### EXTRACTED ENTRIES ###
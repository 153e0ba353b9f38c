//! Cuisine name lookup.

use dinefind_core::records::Cuisine;
use std::collections::HashMap;

/// Lowercase cuisine name to cuisine id, in source order.
///
/// A repeated name keeps its first position and takes the later id.
#[derive(Debug, Clone, Default)]
pub struct CuisineIndex {
    entries: Vec<(String, String)>,
    positions: HashMap<String, usize>,
}

impl CuisineIndex {
    /// Build the index from cuisine records.
    pub fn build(cuisines: &[Cuisine]) -> Self {
        let mut index = Self::default();
        for cuisine in cuisines {
            index.insert(cuisine.name.to_lowercase(), cuisine.id.clone());
        }
        index
    }

    fn insert(&mut self, name: String, id: String) {
        match self.positions.get(&name) {
            Some(&pos) => self.entries[pos].1 = id,
            None => {
                self.positions.insert(name.clone(), self.entries.len());
                self.entries.push((name, id));
            }
        }
    }

    /// Id for an exact lowercase name.
    pub fn get(&self, name: &str) -> Option<&str> {
        self.positions
            .get(name)
            .map(|&pos| self.entries[pos].1.as_str())
    }

    /// First name, in source order, starting with `prefix` (case-insensitive).
    ///
    /// Returns the matched lowercase name and its id.
    pub fn find_prefix(&self, prefix: &str) -> Option<(&str, &str)> {
        let prefix = prefix.to_lowercase();
        self.entries
            .iter()
            .find(|(name, _)| name.starts_with(&prefix))
            .map(|(name, id)| (name.as_str(), id.as_str()))
    }

    /// Entries in source order.
    pub fn iter(&self) -> impl Iterator<Item = (&str, &str)> {
        self.entries.iter().map(|(name, id)| (name.as_str(), id.as_str()))
    }

    pub fn len(&self) -> usize {
        self.entries.len()
    }

    pub fn is_empty(&self) -> bool {
        self.entries.is_empty()
    }
}

#[cfg(test)]
mod tests {
    use super::*;

    fn cuisines() -> Vec<Cuisine> {
        vec![
            Cuisine::new("1", "American"),
            Cuisine::new("2", "Chinese"),
            Cuisine::new("3", "Thai"),
            Cuisine::new("4", "Chilean"),
        ]
    }

    #[test]
    fn test_build_lowercases_names() {
        let index = CuisineIndex::build(&cuisines());
        assert_eq!(index.len(), 4);
        assert_eq!(index.get("chinese"), Some("2"));
        assert_eq!(index.get("Chinese"), None);
    }

    #[test]
    fn test_empty_input() {
        let index = CuisineIndex::build(&[]);
        assert!(index.is_empty());
        assert_eq!(index.find_prefix("a"), None);
    }

    #[test]
    fn test_prefix_is_case_insensitive() {
        let index = CuisineIndex::build(&cuisines());
        assert_eq!(index.find_prefix("THA"), Some(("thai", "3")));
    }

    #[test]
    fn test_prefix_tie_goes_to_source_order() {
        let index = CuisineIndex::build(&cuisines());
        // "chinese" precedes "chilean" in the source, not alphabetically.
        assert_eq!(index.find_prefix("chi"), Some(("chinese", "2")));
        assert_eq!(index.find_prefix("chil"), Some(("chilean", "4")));
    }

    #[test]
    fn test_prefix_must_start_the_name() {
        let index = CuisineIndex::build(&cuisines());
        assert_eq!(index.find_prefix("merican"), None);
    }

    #[test]
    fn test_duplicate_name_last_write_wins_in_place() {
        let index = CuisineIndex::build(&[
            Cuisine::new("1", "Fusion"),
            Cuisine::new("2", "Greek"),
            Cuisine::new("3", "fusion"),
        ]);

        assert_eq!(index.len(), 2);
        assert_eq!(index.get("fusion"), Some("3"));
        let names: Vec<&str> = index.iter().map(|(name, _)| name).collect();
        assert_eq!(names, vec!["fusion", "greek"]);
    }
}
###
■ **THE PROBLEM**
Return each entry from above without altering a single character.

■ **SOLVED EXERCISE**
repository 153e0ba353b9f38c
//! Cuisine name lookup.

use dinefind_core::records::Cuisine;
use std::collections::HashMap;

/// Lowercase cuisine name to cuisine id, in source order.
///
/// A repeated name keeps its first position and takes the later id.
#[derive(Debug, Clone, Default)]
pub struct CuisineIndex {
    entries: Vec<(String, String)>,
    positions: HashMap<String, usize>,
}

impl CuisineIndex {
    /// Build the index from cuisine records.
    pub fn build(cuisines: &[Cuisine]) -> Self {
        let mut index = Self::default();
        for cuisine in cuisines {
            index.insert(cuisine.name.to_lowercase(), cuisine.id.clone());
        }
        index
    }

    fn insert(&mut self, name: String, id: String) {
        match self.positions.get(&name) {
            Some(&pos) => self.entries[pos].1 = id,
            None => {
                self.positions.insert(name.clone(), self.entries.len());
                self.entries.push((name, id));
            }
        }
    }

    /// Id for an exact lowercase name.
    pub fn get(&self, name: &str) -> Option<&str> {
        self.positions
            .get(name)
            .map(|&pos| self.entries[pos].1.as_str())
    }

    /// First name, in source order, starting with `prefix` (case-insensitive).
    ///
    /// Returns the matched lowercase name and its id.
    pub fn find_prefix(&self, prefix: &str) -> Option<(&str, &str)> {
        let prefix = prefix.to_lowercase();
        self.entries
            .iter()
            .find(|(name, _)| name.starts_with(&prefix))
            .map(|(name, id)| (name.as_str(), id.as_str()))
    }

    /// Entries in source order.
    pub fn iter(&self) -> impl Iterator<Item = (&str, &str)> {
        self.entries.iter().map(|(name, id)| (name.as_str(), id.as_str()))
    }

    pub fn len(&self) -> usize {
        self.entries.len()
    }

    pub fn is_empty(&self) -> bool {
        self.entries.is_empty()
    }
}

#[cfg(test)]
mod tests {
    use super::*;

    fn cuisines() -> Vec<Cuisine> {
        vec![
            Cuisine::new("1", "American"),
            Cuisine::new("2", "Chinese"),
            Cuisine::new("3", "Thai"),
            Cuisine::new("4", "Chilean"),
        ]
    }

    #[test]
    fn test_build_lowercases_names() {
        let index = CuisineIndex::build(&cuisines());
        assert_eq!(index.len(), 4);
        assert_eq!(index.get("chinese"), Some("2"));
        assert_eq!(index.get("Chinese"), None);
    }

    #[test]
    fn test_empty_input() {
        let index = CuisineIndex::build(&[]);
        assert!(index.is_empty());
        assert_eq!(index.find_prefix("a"), None);
    }

    #[test]
    fn test_prefix_is_case_insensitive() {
        let index = CuisineIndex::build(&cuisines());
        assert_eq!(index.find_prefix("THA"), Some(("thai", "3")));
    }

    #[test]
    fn test_prefix_tie_goes_to_source_order() {
        let index = CuisineIndex::build(&cuisines());
        // "chinese" precedes "chilean" in the source, not alphabetically.
        assert_eq!(index.find_prefix("chi"), Some(("chinese", "2")));
        assert_eq!(index.find_prefix("chil"), Some(("chilean", "4")));
    }

    #[test]
    fn test_prefix_must_start_the_name() {
        let index = CuisineIndex::build(&cuisines());
        assert_eq!(index.find_prefix("merican"), None);
    }

    #[test]
    fn test_duplicate_name_last_write_wins_in_place() {
        let index = CuisineIndex::build(&[
            Cuisine::new("1", "Fusion"),
            Cuisine::new("2", "Greek"),
            Cuisine::new("3", "fusion"),
        ]);

        assert_eq!(index.len(), 2);
        assert_eq!(index.get("fusion"), Some("3"));
        let names: Vec<&str> = index.iter().map(|(name, _)| name).collect();
        assert_eq!(names, vec!["fusion", "greek"]);
    }
}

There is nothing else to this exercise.